DEV Community

Cover image for Facts Without Sources Are Just Guesswork - Evidence-Linked Memory for Hermes Agent
Daniel LaForce
Daniel LaForce

Posted on

Facts Without Sources Are Just Guesswork - Evidence-Linked Memory for Hermes Agent

Hermes Agent Challenge Submission: Build With Hermes Agent

Memory With Receipts: Evidence-Linked Recall for AI Agents

Most agent memory demos stop at one question:

Can the agent remember this later?

That's useful, but it's not the bar I care about.

For long-running agent sessions, memory without provenance is hard to trust. If an agent says "we decided X," I want to know where that came from: which transcript, which event, which source record. The raw transcript should stay authoritative. The memory layer should make important facts easier to find and reuse, not replace the record.

That's the idea behind ArgoBrain-Memory.

ArgoBrain-Memory is a small, portable memory core for AI agent sessions. It extracts typed facts from transcripts and gives each fact an evidence pointer back to the source event that produced it.

The pitch is simple:

Every useful memory should carry its receipt.

The problem

A basic memory store might keep something like this:

Memory: "use SQLite over PostgreSQL"
Enter fullscreen mode Exit fullscreen mode

That might be useful, but it is not auditable. You cannot tell where it came from, whether the wording changed, or whether it is still true.

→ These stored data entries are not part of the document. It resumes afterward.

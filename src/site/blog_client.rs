//! Blog client that routes every request through the offline worker.

use color_eyre::{eyre::eyre, Result};
use serde::Deserialize;
use std::sync::atomic::{AtomicBool, Ordering};
use std::sync::Arc;
use tracing::warn;
use url::Url;

use super::client::Network;
use super::types::{PostCard, Request};
use crate::cache::{CacheStorage, ResponseSource};
use crate::worker::{EventOutcome, FetchOutcome, OfflineWorker, WorkerEvent, BACKGROUND_SYNC_TAG};

const ACCEPT_HTML: &str = "text/html,application/xhtml+xml,application/xml;q=0.9,*/*;q=0.8";
const ACCEPT_JSON: &str = "application/json";

/// The posts feed is either a bare array or wrapped in `{"posts": [...]}`.
#[derive(Deserialize)]
#[serde(untagged)]
enum PostsFeed {
  Bare(Vec<PostCard>),
  Wrapped { posts: Vec<PostCard> },
}

impl PostsFeed {
  fn into_cards(self) -> Vec<PostCard> {
    match self {
      PostsFeed::Bare(cards) => cards,
      PostsFeed::Wrapped { posts } => posts,
    }
  }
}

/// Blog client playing the page's role: it issues requests and lets the
/// worker decide how each one is answered.
///
/// Without an active worker every request goes straight to the network.
/// Connectivity changes seen through responses are reported to the worker.
pub struct BlogClient<S: CacheStorage + ?Sized> {
  network: Arc<dyn Network>,
  worker: Option<Arc<OfflineWorker<S>>>,
  origin: Url,
  posts_feed: String,
  /// Shared between clones
  online: Arc<AtomicBool>,
}

impl<S: CacheStorage + ?Sized> BlogClient<S> {
  pub fn new(
    network: Arc<dyn Network>,
    worker: Option<Arc<OfflineWorker<S>>>,
    origin: Url,
    posts_feed: impl Into<String>,
  ) -> Self {
    Self {
      network,
      worker,
      origin,
      posts_feed: posts_feed.into(),
      online: Arc::new(AtomicBool::new(true)),
    }
  }

  pub fn origin(&self) -> &Url {
    &self.origin
  }

  /// Generation of the worker in charge, if any.
  pub fn generation(&self) -> Option<&str> {
    self.worker.as_ref().map(|w| w.generation())
  }

  pub fn resolve(&self, path: &str) -> Result<Url> {
    self
      .origin
      .join(path)
      .map_err(|e| eyre!("Invalid path {}: {}", path, e))
  }

  /// Whether the last request that reached the network got through.
  pub fn is_online(&self) -> bool {
    self.online.load(Ordering::SeqCst)
  }

  /// Send a request through the worker, or directly when not intercepted.
  pub async fn fetch(&self, request: Request) -> Result<FetchOutcome> {
    let request = match &self.worker {
      Some(worker) => match worker.dispatch(WorkerEvent::Fetch(request)).await? {
        EventOutcome::Responded(outcome) => {
          match outcome.source {
            ResponseSource::Network => self.set_online(worker, true).await,
            ResponseSource::OfflineFallback | ResponseSource::Unavailable => {
              self.set_online(worker, false).await
            }
            ResponseSource::Cache => {}
          }
          return Ok(outcome);
        }
        EventOutcome::NotIntercepted(request) => request,
        other => return Err(eyre!("Unexpected worker outcome for fetch: {:?}", other)),
      },
      None => request,
    };

    let response = self.network.fetch(&request).await;
    if let Some(worker) = &self.worker {
      self.set_online(worker, response.is_ok()).await;
    }

    Ok(FetchOutcome {
      response: Some(response?),
      source: ResponseSource::Network,
    })
  }

  /// Record connectivity and tell the worker when it changes.
  ///
  /// Coming back online also requests a background sync.
  async fn set_online(&self, worker: &OfflineWorker<S>, online: bool) {
    if self.online.swap(online, Ordering::SeqCst) == online {
      return;
    }

    let mut events = vec![WorkerEvent::Connectivity(online)];
    if online {
      events.push(WorkerEvent::Sync(BACKGROUND_SYNC_TAG.to_string()));
    }

    for event in events {
      if let Err(e) = worker.dispatch(event).await {
        warn!(error = %e, "worker failed to handle connectivity event");
      }
    }
  }

  /// Load a page as a browser navigation would.
  pub async fn get_page(&self, path: &str) -> Result<FetchOutcome> {
    let request = Request::get(self.resolve(path)?).with_header("Accept", ACCEPT_HTML);
    self.fetch(request).await
  }

  /// Load the post cards from the posts feed.
  pub async fn get_posts(&self) -> Result<(Vec<PostCard>, ResponseSource)> {
    let request =
      Request::get(self.resolve(&self.posts_feed)?).with_header("Accept", ACCEPT_JSON);
    let outcome = self.fetch(request).await?;

    let response = outcome
      .response
      .ok_or_else(|| eyre!("Posts feed is not available offline"))?;

    if !response.is_ok() {
      return Err(eyre!(
        "Posts feed returned {} {}",
        response.status,
        response.status_text
      ));
    }

    let feed: PostsFeed = serde_json::from_slice(&response.body)
      .map_err(|e| eyre!("Failed to parse posts feed: {}", e))?;

    Ok((feed.into_cards(), outcome.source))
  }
}

impl<S: CacheStorage + ?Sized> Clone for BlogClient<S> {
  fn clone(&self) -> Self {
    Self {
      network: Arc::clone(&self.network),
      worker: self.worker.clone(),
      origin: self.origin.clone(),
      posts_feed: self.posts_feed.clone(),
      online: Arc::clone(&self.online),
    }
  }
}

#[cfg(test)]
mod tests {
  use super::*;
  use crate::cache::MemoryStorage;
  use crate::site::types::Response;
  use crate::worker::testing::*;
  use reqwest::Method;

  const FEED: &str = r#"[
    {"id": "1", "title": "Intro to X", "text": "Getting started"},
    {"id": "2", "title": "Y Basics", "excerpt": "Everything about Y"}
  ]"#;

  fn client(network: FakeNetwork) -> (BlogClient<MemoryStorage>, Arc<FakeNetwork>) {
    let h = harness("v1", &[], network);
    let network = h.network.clone();
    let origin = Url::parse("http://blog.local/").unwrap();
    let client = BlogClient::new(
      network.clone(),
      Some(Arc::new(h.worker)),
      origin,
      "/api/posts/",
    );
    (client, network)
  }

  #[tokio::test]
  async fn test_posts_are_served_from_cache_when_offline() {
    let network = FakeNetwork::default();
    network.serve(
      "/api/posts/",
      Response::basic("http://blog.local/api/posts/", 200, FEED),
    );
    let (client, network) = client(network);

    let (cards, source) = client.get_posts().await.unwrap();
    assert_eq!(cards.len(), 2);
    assert_eq!(source, ResponseSource::Network);

    network.go_offline();
    let (cards, source) = client.get_posts().await.unwrap();
    assert_eq!(cards[1].text.as_deref(), Some("Everything about Y"));
    assert_eq!(source, ResponseSource::Cache);
  }

  #[tokio::test]
  async fn test_wrapped_feed() {
    let network = FakeNetwork::default();
    network.serve(
      "/api/posts/",
      Response::basic(
        "http://blog.local/api/posts/",
        200,
        r#"{"posts": [{"id": "5", "title": "Only"}]}"#,
      ),
    );
    let (client, _) = client(network);

    let (cards, _) = client.get_posts().await.unwrap();
    assert_eq!(cards.len(), 1);
    assert_eq!(cards[0].text, None);
  }

  #[tokio::test]
  async fn test_posts_unavailable_offline_without_cache() {
    let network = FakeNetwork::default();
    network.go_offline();
    let (client, _) = client(network);

    assert!(client.get_posts().await.is_err());
  }

  #[tokio::test]
  async fn test_non_get_goes_to_network() {
    let network = FakeNetwork::default();
    network.serve(
      "/post/1/like/",
      Response::basic("http://blog.local/post/1/like/", 200, r#"{"liked": true}"#),
    );
    let (client, network) = client(network);

    let url = client.resolve("/post/1/like/").unwrap();
    let outcome = client.fetch(Request::new(Method::POST, url)).await.unwrap();
    assert_eq!(outcome.source, ResponseSource::Network);
    assert_eq!(network.calls(), 1);
  }

  #[tokio::test]
  async fn test_tracks_connectivity_across_clones() {
    let (client, network) = client(FakeNetwork::serving(&["/about/"]));
    let other = client.clone();
    assert!(client.is_online());

    network.go_offline();
    let outcome = client.get_page("/contact/").await.unwrap();
    assert_eq!(outcome.source, ResponseSource::Unavailable);
    assert!(!other.is_online());

    // Cache hits say nothing about the network
    network.go_online();
    client.get_page("/about/").await.unwrap();
    network.go_offline();
    client.get_page("/about/").await.unwrap();
    assert!(client.is_online());
  }

  #[tokio::test]
  async fn test_without_worker_requests_go_direct() {
    let network = Arc::new(FakeNetwork::serving(&["/about/"]));
    let client: BlogClient<MemoryStorage> = BlogClient::new(
      network.clone(),
      None,
      Url::parse("http://blog.local/").unwrap(),
      "/api/posts/",
    );

    assert_eq!(client.generation(), None);
    let first = client.get_page("/about/").await.unwrap();
    let second = client.get_page("/about/").await.unwrap();
    assert_eq!(first.source, ResponseSource::Network);
    assert_eq!(second.source, ResponseSource::Network);
    assert_eq!(network.calls(), 2);
  }
}
use super::input::{InputResult, TextInput};
use super::KeyResult;
use crossterm::event::{KeyCode, KeyEvent};
use ratatui::prelude::*;
use ratatui::widgets::{Block, Borders, Clear, Paragraph};

/// Events the search box sends to its view
#[derive(Debug, Clone, PartialEq, Eq)]
pub enum SearchEvent {
  /// Query changed; sent on every keystroke, and with "" on cancel
  Changed(String),
  /// Box closed with Enter, the filter stays applied
  Submitted,
}

/// Search box opened with `/`.
///
/// Reopening it keeps the applied query so it can be refined.
#[derive(Debug, Clone, Default)]
pub struct SearchInput {
  input: TextInput,
  active: bool,
}

impl SearchInput {
  pub fn new() -> Self {
    Self::default()
  }

  pub fn is_active(&self) -> bool {
    self.active
  }

  pub fn query(&self) -> &str {
    self.input.value()
  }

  /// Offer a key. Handles the `/` activation key while inactive.
  pub fn handle_key(&mut self, key: KeyEvent) -> KeyResult<SearchEvent> {
    if !self.active {
      if key.code == KeyCode::Char('/') {
        self.active = true;
        return KeyResult::Handled;
      }
      return KeyResult::NotHandled;
    }

    match self.input.handle_key(key) {
      InputResult::Submitted(_) => {
        self.active = false;
        KeyResult::Event(SearchEvent::Submitted)
      }
      InputResult::Cancelled => {
        self.active = false;
        self.input.clear();
        KeyResult::Event(SearchEvent::Changed(String::new()))
      }
      InputResult::Consumed => {
        KeyResult::Event(SearchEvent::Changed(self.input.value().to_string()))
      }
      // Swallow everything else while the box is open
      InputResult::NotHandled => KeyResult::Handled,
    }
  }

  pub fn render_overlay(&self, frame: &mut Frame, area: Rect) {
    if !self.active {
      return;
    }

    let width = (area.width * 60 / 100).clamp(30, 60).min(area.width);
    let overlay_area = Rect::new(area.x + 1, area.y + 1, width, 3).intersection(area);

    frame.render_widget(Clear, overlay_area);

    let block = Block::default()
      .borders(Borders::ALL)
      .border_style(Style::default().fg(Color::Yellow))
      .title(" Search posts ");

    let inner = block.inner(overlay_area);
    frame.render_widget(block, overlay_area);

    if inner.height == 0 {
      return;
    }

    let line = Line::from(vec![
      Span::styled("/", Style::default().fg(Color::Yellow)),
      Span::raw(self.input.value()),
      Span::styled("_", Style::default().fg(Color::Yellow)),
    ]);
    frame.render_widget(Paragraph::new(line), inner);
  }
}

#[cfg(test)]
mod tests {
  use super::*;
  use crossterm::event::KeyModifiers;

  fn key(code: KeyCode) -> KeyEvent {
    KeyEvent::new(code, KeyModifiers::NONE)
  }

  #[test]
  fn test_slash_activates() {
    let mut search = SearchInput::new();
    assert_eq!(search.handle_key(key(KeyCode::Char('j'))), KeyResult::NotHandled);
    assert_eq!(search.handle_key(key(KeyCode::Char('/'))), KeyResult::Handled);
    assert!(search.is_active());
  }

  #[test]
  fn test_every_keystroke_reports_query() {
    let mut search = SearchInput::new();
    search.handle_key(key(KeyCode::Char('/')));

    assert_eq!(
      search.handle_key(key(KeyCode::Char('i'))),
      KeyResult::Event(SearchEvent::Changed("i".to_string()))
    );
    assert_eq!(
      search.handle_key(key(KeyCode::Char('n'))),
      KeyResult::Event(SearchEvent::Changed("in".to_string()))
    );
    assert_eq!(
      search.handle_key(key(KeyCode::Backspace)),
      KeyResult::Event(SearchEvent::Changed("i".to_string()))
    );
  }

  #[test]
  fn test_submit_keeps_query_and_cancel_clears_it() {
    let mut search = SearchInput::new();
    search.handle_key(key(KeyCode::Char('/')));
    search.handle_key(key(KeyCode::Char('y')));

    assert_eq!(
      search.handle_key(key(KeyCode::Enter)),
      KeyResult::Event(SearchEvent::Submitted)
    );
    assert!(!search.is_active());
    assert_eq!(search.query(), "y");

    search.handle_key(key(KeyCode::Char('/')));
    assert_eq!(
      search.handle_key(key(KeyCode::Esc)),
      KeyResult::Event(SearchEvent::Changed(String::new()))
    );
    assert_eq!(search.query(), "");
  }
}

ArgoBrain-Memory keeps the raw transcript as the source of truth and writes memory as derived artifacts:

Fact:      "use SQLite over PostgreSQL"
Type:      decision
Evidence:  session-2026-05-15.jsonl#event=42
Status:    active
Enter fullscreen mode Exit fullscreen mode

Now there is a trail. You can go back to the original event and inspect the conversation that produced the memory.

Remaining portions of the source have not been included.